Cases that are MSI-H with a KRAS mutation, like your brother and me, are LESS LIKELY to respond to FOLFOX; however, they are MORE LIKELY to respond to immunotherapy. Of the immunotherapy options I would prefer Keytruda.
Being MSI-H is akin to winning the CRC Stage IV lottery.
If I were your brother, I would **demand** to be put on Keytruda or O+Y, and I would find another oncologist if this one refused. This, unless the oncologist could offer absolutely convincing scientific evidence that your brother's case doesn't warrant it.
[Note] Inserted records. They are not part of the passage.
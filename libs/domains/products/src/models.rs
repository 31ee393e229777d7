use serde::{Deserialize, Serialize};
use utoipa::ToSchema;
use uuid::Uuid;
use validator::Validate;

use crate::validation::{validate_id, validate_name};

/// A catalog product.
///
/// Every field defaults when absent from a request body, so that missing
/// values surface as validation failures rather than parse errors.
#[derive(Debug, Clone, PartialEq, Default, Serialize, Deserialize, Validate, ToSchema)]
#[serde(rename_all = "camelCase")]
pub struct Product {
    #[serde(default)]
    #[validate(custom(function = "validate_id"))]
    pub id: Uuid,

    #[serde(default)]
    #[validate(
        required(message = "Name is required."),
        custom(function = "validate_name")
    )]
    pub name: Option<String>,

    #[serde(default)]
    pub description: Option<String>,

    #[serde(default)]
    #[validate(range(min = 0.0, message = "Price must be positive."))]
    pub price: f64,

    #[serde(default)]
    #[validate(range(min = 0.0, message = "Delivery price must be positive."))]
    pub delivery_price: f64,
}

impl Product {
    /// Copy the mutable fields of `other` onto `self`. The id is kept.
    pub fn apply_update(&mut self, other: Product) {
        self.name = other.name;
        self.description = other.description;
        self.price = other.price;
        self.delivery_price = other.delivery_price;
    }
}

/// An option (variant) belonging to a product.
#[derive(Debug, Clone, PartialEq, Default, Serialize, Deserialize, Validate, ToSchema)]
#[serde(rename_all = "camelCase")]
pub struct ProductOption {
    #[serde(default)]
    #[validate(custom(function = "validate_id"))]
    pub id: Uuid,

    /// Owning product. Taken from the route on create.
    #[serde(default)]
    pub product_id: Uuid,

    #[serde(default)]
    #[validate(
        required(message = "Name is required."),
        custom(function = "validate_name")
    )]
    pub name: Option<String>,

    #[serde(default)]
    pub description: Option<String>,
}

impl ProductOption {
    /// Copy the mutable fields of `other` onto `self`. Id and owner are kept.
    pub fn apply_update(&mut self, other: ProductOption) {
        self.name = other.name;
        self.description = other.description;
    }
}

/// Product list wrapper: `{"items": [...]}`
#[derive(Debug, Clone, Default, Serialize, Deserialize, ToSchema)]
pub struct Products {
    pub items: Vec<Product>,
}

impl From<Vec<Product>> for Products {
    fn from(items: Vec<Product>) -> Self {
        Self { items }
    }
}

/// Option list wrapper: `{"items": [...]}`
#[derive(Debug, Clone, Default, Serialize, Deserialize, ToSchema)]
pub struct ProductOptions {
    pub items: Vec<ProductOption>,
}

impl From<Vec<ProductOption>> for ProductOptions {
    fn from(items: Vec<ProductOption>) -> Self {
        Self { items }
    }
}
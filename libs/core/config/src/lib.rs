pub mod server;
pub mod tracing;

use std::env;
use std::str::FromStr;
use thiserror::Error;

/// Configuration error type
#[derive(Error, Debug)]
pub enum ConfigError {
    #[error("Environment variable '{0}' is required but not set")]
    MissingEnvVar(String),

    #[error("Failed to parse environment variable '{key}': {details}")]
    ParseError { key: String, details: String },
}

/// Application environment
///
/// `Isolated` runs the service against an ephemeral in-memory store and is what
/// functional tests boot with.
#[derive(Clone, Copy, Debug, PartialEq, Eq)]
pub enum Environment {
    Development,
    Production,
    Isolated,
}

impl Environment {
    pub fn from_env() -> Self {
        let app_env = env_or_default("APP_ENV", "development");

        if app_env.eq_ignore_ascii_case("production") {
            Environment::Production
        } else if app_env.eq_ignore_ascii_case("isolated") {
            Environment::Isolated
        } else {
            Environment::Development
        }
    }

    pub fn is_production(&self) -> bool {
        matches!(self, Environment::Production)
    }

    pub fn is_development(&self) -> bool {
        matches!(self, Environment::Development)
    }

    pub fn is_isolated(&self) -> bool {
        matches!(self, Environment::Isolated)
    }
}

/// Static identity of the running binary, used by health endpoints and logs.
#[derive(Clone, Copy, Debug)]
pub struct AppInfo {
    pub name: &'static str,
    pub version: &'static str,
}

/// Builds an [`AppInfo`] from the calling crate's Cargo metadata.
#[macro_export]
macro_rules! app_info {
    () => {
        $crate::AppInfo {
            name: env!("CARGO_PKG_NAME"),
            version: env!("CARGO_PKG_VERSION"),
        }
    };
}

/// Trait for configuration that can be loaded from environment variables
pub trait FromEnv: Sized {
    fn from_env() -> Result<Self, ConfigError>;
}

/// Helper to load and parse environment variable with a default value
pub fn env_or_default(key: &str, default: &str) -> String {
    env::var(key).unwrap_or_else(|_| default.to_string())
}

/// Helper to load and parse environment variable or return error
pub fn env_required(key: &str) -> Result<String, ConfigError> {
    env::var(key).map_err(|_| ConfigError::MissingEnvVar(key.to_string()))
}

/// Load an environment variable (or its default) and parse it into `T`.
pub fn env_parse<T>(key: &str, default: &str) -> Result<T, ConfigError>
where
    T: FromStr,
    T::Err: std::fmt::Display,
{
    env_or_default(key, default)
        .parse()
        .map_err(|e: T::Err| ConfigError::ParseError {
            key: key.to_string(),
            details: e.to_string(),
        })
}
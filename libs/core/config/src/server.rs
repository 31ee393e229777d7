use crate::{env_or_default, env_parse, ConfigError, FromEnv};
use std::net::Ipv4Addr;

/// Listen address for the HTTP server
#[derive(Clone, Debug)]
pub struct ServerConfig {
    pub host: String,
    pub port: u16,
}

impl ServerConfig {
    pub fn new(host: impl Into<String>, port: u16) -> Self {
        Self {
            host: host.into(),
            port,
        }
    }

    /// Get the server address as "host:port"
    pub fn address(&self) -> String {
        format!("{}:{}", self.host, self.port)
    }
}

impl FromEnv for ServerConfig {
    /// - HOST: defaults to 0.0.0.0
    /// - PORT: defaults to 8080
    fn from_env() -> Result<Self, ConfigError> {
        let host = env_or_default("HOST", &Ipv4Addr::UNSPECIFIED.to_string());
        let port = env_parse("PORT", "8080")?;

        Ok(Self { host, port })
    }
}

impl Default for ServerConfig {
    fn default() -> Self {
        Self::new(Ipv4Addr::UNSPECIFIED.to_string(), 8080)
    }
}
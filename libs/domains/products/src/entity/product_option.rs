use sea_orm::ActiveValue::Set;
use sea_orm::entity::prelude::*;

use crate::models::ProductOption;

#[derive(Clone, Debug, PartialEq, DeriveEntityModel)]
#[sea_orm(table_name = "product_option")]
pub struct Model {
    #[sea_orm(primary_key, auto_increment = false)]
    pub id: Uuid,
    pub product_id: Uuid,
    #[sea_orm(column_type = "Text", nullable)]
    pub name: Option<String>,
    #[sea_orm(column_type = "Text", nullable)]
    pub description: Option<String>,
}

#[derive(Copy, Clone, Debug, EnumIter, DeriveRelation)]
pub enum Relation {}

impl ActiveModelBehavior for ActiveModel {}

impl From<Model> for ProductOption {
    fn from(model: Model) -> Self {
        Self {
            id: model.id,
            product_id: model.product_id,
            name: model.name,
            description: model.description,
        }
    }
}

impl From<ProductOption> for ActiveModel {
    fn from(option: ProductOption) -> Self {
        ActiveModel {
            id: Set(option.id),
            product_id: Set(option.product_id),
            name: Set(option.name),
            description: Set(option.description),
        }
    }
}

/// The columns written by an update; key and owner are left unset.
pub fn update_columns(option: &ProductOption) -> ActiveModel {
    ActiveModel {
        name: Set(option.name.clone()),
        description: Set(option.description.clone()),
        ..Default::default()
    }
}
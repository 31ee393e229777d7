//! Custom extractors for Axum handlers.

pub mod json_body;
pub mod path;

pub use json_body::JsonBody;
pub use path::{KeyPath, UuidPath, UuidPathPair};
//! HTTP handlers for the products API

use axum::{
    Json, Router,
    extract::State,
    http::StatusCode,
    response::{IntoResponse, Response},
    routing::get,
};
use axum_helpers::{ErrorResponse, JsonBody, KeyPath, UuidPath, UuidPathPair, ValidationFailure};
use std::sync::Arc;
use utoipa::OpenApi;
use uuid::Uuid;

use crate::error::ProductResult;
use crate::models::{Product, ProductOption, ProductOptions, Products};
use crate::repository::{ProductOptionRepository, ProductRepository};
use crate::service::ProductService;

/// OpenAPI documentation for the products API
#[derive(OpenApi)]
#[openapi(
    paths(
        list_products,
        create_product,
        get_product_or_search,
        update_product,
        delete_product,
        list_options,
        create_option,
        get_option,
        update_option,
        delete_option,
    ),
    components(schemas(
        Product,
        ProductOption,
        Products,
        ProductOptions,
        ErrorResponse,
        ValidationFailure
    )),
    tags(
        (name = "Products", description = "Product catalog endpoints"),
        (name = "Options", description = "Product option endpoints")
    )
)]
pub struct ApiDoc;

type SharedService<P, O> = State<Arc<ProductService<P, O>>>;

/// Build the products router. Mount it under `/products`.
pub fn router<P, O>(service: ProductService<P, O>) -> Router
where
    P: ProductRepository + 'static,
    O: ProductOptionRepository + 'static,
{
    let shared_service = Arc::new(service);

    Router::new()
        .route("/", get(list_products).post(create_product))
        .route(
            "/{id}",
            get(get_product_or_search)
                .put(update_product)
                .delete(delete_product),
        )
        .route("/{id}/options", get(list_options).post(create_option))
        .route(
            "/{id}/options/{option_id}",
            get(get_option).put(update_option).delete(delete_option),
        )
        .with_state(shared_service)
}

/// List all products
#[utoipa::path(
    get,
    path = "",
    tag = "Products",
    responses(
        (status = 200, description = "All products", body = Products)
    )
)]
async fn list_products<P: ProductRepository, O: ProductOptionRepository>(
    State(service): SharedService<P, O>,
) -> ProductResult<Json<Products>> {
    let products = service.get_all_products().await?;
    Ok(Json(products.into()))
}

/// Create a product
#[utoipa::path(
    post,
    path = "",
    tag = "Products",
    request_body = Product,
    responses(
        (status = 200, description = "Product created", body = Product),
        (status = 400, description = "Invalid payload", body = [ValidationFailure]),
        (status = 409, description = "A product with this id already exists")
    )
)]
async fn create_product<P: ProductRepository, O: ProductOptionRepository>(
    State(service): SharedService<P, O>,
    JsonBody(input): JsonBody<Product>,
) -> ProductResult<Json<Product>> {
    let product = service.create_product(input).await?;
    Ok(Json(product))
}

/// Get a product by id, or search products by name.
///
/// A key that parses as a UUID selects the product with that id. Any other
/// key lists the products whose name contains it, ignoring case.
#[utoipa::path(
    get,
    path = "/{id}",
    tag = "Products",
    params(
        ("id" = String, Path, description = "Product id, or a name fragment to search for")
    ),
    responses(
        (status = 200, description = "The product, or `{items}` when searching by name", body = Product),
        (status = 400, description = "Path segment could not be decoded", body = ErrorResponse),
        (status = 404, description = "Product not found", body = ErrorResponse)
    )
)]
async fn get_product_or_search<P: ProductRepository, O: ProductOptionRepository>(
    State(service): SharedService<P, O>,
    KeyPath(key): KeyPath,
) -> ProductResult<Response> {
    match Uuid::parse_str(&key) {
        Ok(id) => {
            let product = service.get_product(id).await?;
            Ok(Json(product).into_response())
        }
        Err(_) => {
            let products = service.search_products(&key).await?;
            Ok(Json(Products::from(products)).into_response())
        }
    }
}

/// Update a product
#[utoipa::path(
    put,
    path = "/{id}",
    tag = "Products",
    params(
        ("id" = Uuid, Path, description = "Product id")
    ),
    request_body = Product,
    responses(
        (status = 200, description = "Product updated", body = Product),
        (status = 400, description = "Invalid payload", body = [ValidationFailure]),
        (status = 404, description = "Product not found", body = ErrorResponse)
    )
)]
async fn update_product<P: ProductRepository, O: ProductOptionRepository>(
    State(service): SharedService<P, O>,
    UuidPath(id): UuidPath,
    JsonBody(input): JsonBody<Product>,
) -> ProductResult<Json<Product>> {
    let product = service.update_product(id, input).await?;
    Ok(Json(product))
}

/// Delete a product. Its options are kept.
#[utoipa::path(
    delete,
    path = "/{id}",
    tag = "Products",
    params(
        ("id" = Uuid, Path, description = "Product id")
    ),
    responses(
        (status = 200, description = "Product deleted"),
        (status = 404, description = "Product not found", body = ErrorResponse)
    )
)]
async fn delete_product<P: ProductRepository, O: ProductOptionRepository>(
    State(service): SharedService<P, O>,
    UuidPath(id): UuidPath,
) -> ProductResult<StatusCode> {
    service.delete_product(id).await?;
    Ok(StatusCode::OK)
}

/// List the options of a product
#[utoipa::path(
    get,
    path = "/{id}/options",
    tag = "Options",
    params(
        ("id" = Uuid, Path, description = "Product id")
    ),
    responses(
        (status = 200, description = "Options of the product", body = ProductOptions)
    )
)]
async fn list_options<P: ProductRepository, O: ProductOptionRepository>(
    State(service): SharedService<P, O>,
    UuidPath(product_id): UuidPath,
) -> ProductResult<Json<ProductOptions>> {
    let options = service.get_options(product_id).await?;
    Ok(Json(options.into()))
}

/// Create an option for a product
#[utoipa::path(
    post,
    path = "/{id}/options",
    tag = "Options",
    params(
        ("id" = Uuid, Path, description = "Product id; overrides `productId` in the body")
    ),
    request_body = ProductOption,
    responses(
        (status = 200, description = "Option created", body = ProductOption),
        (status = 400, description = "Invalid payload", body = [ValidationFailure]),
        (status = 409, description = "An option with this id already exists")
    )
)]
async fn create_option<P: ProductRepository, O: ProductOptionRepository>(
    State(service): SharedService<P, O>,
    UuidPath(product_id): UuidPath,
    JsonBody(input): JsonBody<ProductOption>,
) -> ProductResult<Json<ProductOption>> {
    let option = service.create_option(product_id, input).await?;
    Ok(Json(option))
}

/// Get an option by id. The product segment is not checked against the
/// option's owner.
#[utoipa::path(
    get,
    path = "/{id}/options/{option_id}",
    tag = "Options",
    params(
        ("id" = Uuid, Path, description = "Product id"),
        ("option_id" = Uuid, Path, description = "Option id")
    ),
    responses(
        (status = 200, description = "Option found", body = ProductOption),
        (status = 404, description = "Option not found", body = ErrorResponse)
    )
)]
async fn get_option<P: ProductRepository, O: ProductOptionRepository>(
    State(service): SharedService<P, O>,
    UuidPathPair(_product_id, id): UuidPathPair,
) -> ProductResult<Json<ProductOption>> {
    let option = service.get_option(id).await?;
    Ok(Json(option))
}

/// Update an option of a product
#[utoipa::path(
    put,
    path = "/{id}/options/{option_id}",
    tag = "Options",
    params(
        ("id" = Uuid, Path, description = "Product id"),
        ("option_id" = Uuid, Path, description = "Option id")
    ),
    request_body = ProductOption,
    responses(
        (status = 200, description = "Option updated", body = ProductOption),
        (status = 400, description = "Invalid payload", body = [ValidationFailure]),
        (status = 404, description = "Option not found", body = ErrorResponse)
    )
)]
async fn update_option<P: ProductRepository, O: ProductOptionRepository>(
    State(service): SharedService<P, O>,
    UuidPathPair(_product_id, id): UuidPathPair,
    JsonBody(input): JsonBody<ProductOption>,
) -> ProductResult<Json<ProductOption>> {
    let option = service.update_option(id, input).await?;
    Ok(Json(option))
}

/// Delete an option of a product
#[utoipa::path(
    delete,
    path = "/{id}/options/{option_id}",
    tag = "Options",
    params(
        ("id" = Uuid, Path, description = "Product id"),
        ("option_id" = Uuid, Path, description = "Option id")
    ),
    responses(
        (status = 200, description = "Option deleted"),
        (status = 404, description = "Option not found", body = ErrorResponse)
    )
)]
async fn delete_option<P: ProductRepository, O: ProductOptionRepository>(
    State(service): SharedService<P, O>,
    UuidPathPair(_product_id, id): UuidPathPair,
) -> ProductResult<StatusCode> {
    service.delete_option(id).await?;
    Ok(StatusCode::OK)
}
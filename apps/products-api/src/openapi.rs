//! OpenAPI documentation configuration

use utoipa::OpenApi;

/// Combined OpenAPI documentation for Products API
#[derive(OpenApi)]
#[openapi(
    info(
        title = "Products API",
        version = "0.1.0",
        description = "Product catalog API: products and their options"
    ),
    servers(
        (url = "http://localhost:8080", description = "Local development server")
    ),
    nest(
        (path = "/products", api = domain_products::ApiDoc)
    )
)]
pub struct ApiDoc;
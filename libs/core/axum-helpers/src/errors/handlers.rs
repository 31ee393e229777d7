use axum::response::{IntoResponse, Response};

use super::AppError;

/// Message for requests that match no route.
pub const ROUTE_NOT_FOUND: &str = "The requested resource was not found";

/// Fallback handler for unmatched routes.
pub async fn not_found() -> Response {
    route_not_found()
}

/// 404 for a path that matches no route, including a `{id}` segment that is
/// not a UUID.
pub fn route_not_found() -> Response {
    AppError::NotFound(ROUTE_NOT_FOUND.to_string()).into_response()
}
//! PostgreSQL connector and schema helpers

mod config;
mod connector;
mod health;

pub use config::PostgresConfig;
pub use connector::{
    connect_from_config, connect_from_config_with_retry, connect_with_options,
    create_table_if_missing, is_transient,
};
pub use health::check_health;

pub use sea_orm::{ConnectOptions, DatabaseConnection, DbErr};
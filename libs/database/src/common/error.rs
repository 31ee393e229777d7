/// Errors raised by store health checks
#[derive(Debug, thiserror::Error)]
pub enum DatabaseError {
    /// Health check failed
    #[error("Health check failed: {0}")]
    HealthCheckFailed(String),
}
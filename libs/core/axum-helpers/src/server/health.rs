use axum::{
    Json, Router,
    extract::State,
    http::StatusCode,
    response::{IntoResponse, Response},
    routing::get,
};
use core_config::AppInfo;
use serde::{Deserialize, Serialize};

/// Liveness body.
#[derive(Debug, Serialize, Deserialize)]
pub struct HealthResponse {
    pub status: String,
    pub name: String,
    pub version: String,
}

/// Readiness body. `store` names the backing store that was checked.
#[derive(Debug, Serialize, Deserialize)]
pub struct ReadyResponse {
    pub ready: bool,
    pub store: String,
    #[serde(skip_serializing_if = "Option::is_none")]
    pub error: Option<String>,
}

/// Liveness handler: 200 whenever the process is serving.
pub async fn health_handler(State(app): State<AppInfo>) -> Response {
    let response = HealthResponse {
        status: "healthy".to_string(),
        name: app.name.to_string(),
        version: app.version.to_string(),
    };

    (StatusCode::OK, Json(response)).into_response()
}

/// Creates a router with the /health endpoint.
pub fn health_router(app_info: AppInfo) -> Router {
    Router::new()
        .route("/health", get(health_handler))
        .with_state(app_info)
}

/// Turn a store check result into a readiness response: 200 when it passed,
/// 503 otherwise.
pub fn readiness<E: std::fmt::Display>(store: &str, check: Result<(), E>) -> Response {
    match check {
        Ok(()) => (
            StatusCode::OK,
            Json(ReadyResponse {
                ready: true,
                store: store.to_string(),
                error: None,
            }),
        )
            .into_response(),
        Err(e) => {
            tracing::error!("Readiness check failed: {} error: {}", store, e);
            (
                StatusCode::SERVICE_UNAVAILABLE,
                Json(ReadyResponse {
                    ready: false,
                    store: store.to_string(),
                    error: Some(e.to_string()),
                }),
            )
                .into_response()
        }
    }
}
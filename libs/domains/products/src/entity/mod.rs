//! SeaORM entities for the `product` and `product_option` tables.
//!
//! There is no relation between the two tables: options outlive their
//! product.

pub mod product;
pub mod product_option;
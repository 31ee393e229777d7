//! API routes module

pub mod health;
pub mod products;

use axum::Router;

use crate::state::AppState;

/// Routes wrapped by the error-wrapping middleware
pub fn routes(state: &AppState) -> Router {
    Router::new().nest("/products", products::router(state))
}
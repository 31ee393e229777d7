use sea_orm::{
    ConnectOptions, ConnectionTrait, Database, DatabaseConnection, DbErr, EntityTrait, Schema,
};
use tracing::info;

use super::PostgresConfig;
use crate::common::{RetryConfig, retry_with_backoff_if};

/// Connect using a PostgresConfig
pub async fn connect_from_config(config: PostgresConfig) -> Result<DatabaseConnection, DbErr> {
    connect_with_options(config.into_connect_options()).await
}

/// Connect with custom connection options
pub async fn connect_with_options(options: ConnectOptions) -> Result<DatabaseConnection, DbErr> {
    let db = Database::connect(options).await?;
    info!("Successfully connected to PostgreSQL database");
    Ok(db)
}

/// Connect from config, retrying transient connection failures
///
/// ```ignore
/// use database::postgres::{PostgresConfig, connect_from_config_with_retry};
/// use database::RetryConfig;
///
/// let config = PostgresConfig::from_env()?;
/// let db = connect_from_config_with_retry(config, RetryConfig::new().with_max_retries(5)).await?;
/// ```
pub async fn connect_from_config_with_retry(
    config: PostgresConfig,
    retry: RetryConfig,
) -> Result<DatabaseConnection, DbErr> {
    let options = config.into_connect_options();

    retry_with_backoff_if(
        || {
            let opts = options.clone();
            connect_with_options(opts)
        },
        retry,
        is_transient,
    )
    .await
}

/// Whether an error is worth retrying: pool exhaustion or a dropped connection.
///
/// Query, constraint and decode errors are permanent.
pub fn is_transient(err: &DbErr) -> bool {
    matches!(err, DbErr::ConnectionAcquire(_) | DbErr::Conn(_))
}

/// Create the table for `entity` unless it already exists
///
/// ```ignore
/// create_table_if_missing(&db, product::Entity).await?;
/// ```
pub async fn create_table_if_missing<E>(db: &DatabaseConnection, entity: E) -> Result<(), DbErr>
where
    E: EntityTrait,
{
    let table = entity.table_name();
    let backend = db.get_database_backend();
    let schema = Schema::new(backend);
    let mut stmt = schema.create_table_from_entity(entity);
    stmt.if_not_exists();

    db.execute_raw(backend.build(&stmt)).await?;
    info!(table, "Ensured table exists");
    Ok(())
}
And at that I would require a second opinion from a major cancer center, which could be obtained by sending your records and pathological samples.
DeeMeee wrote:... If I’m missing an important piece ... I’m willing to understand it...
There is also an EPIC over HIPEC surgical plan, if he is now or can become in short time a candidate for surgery.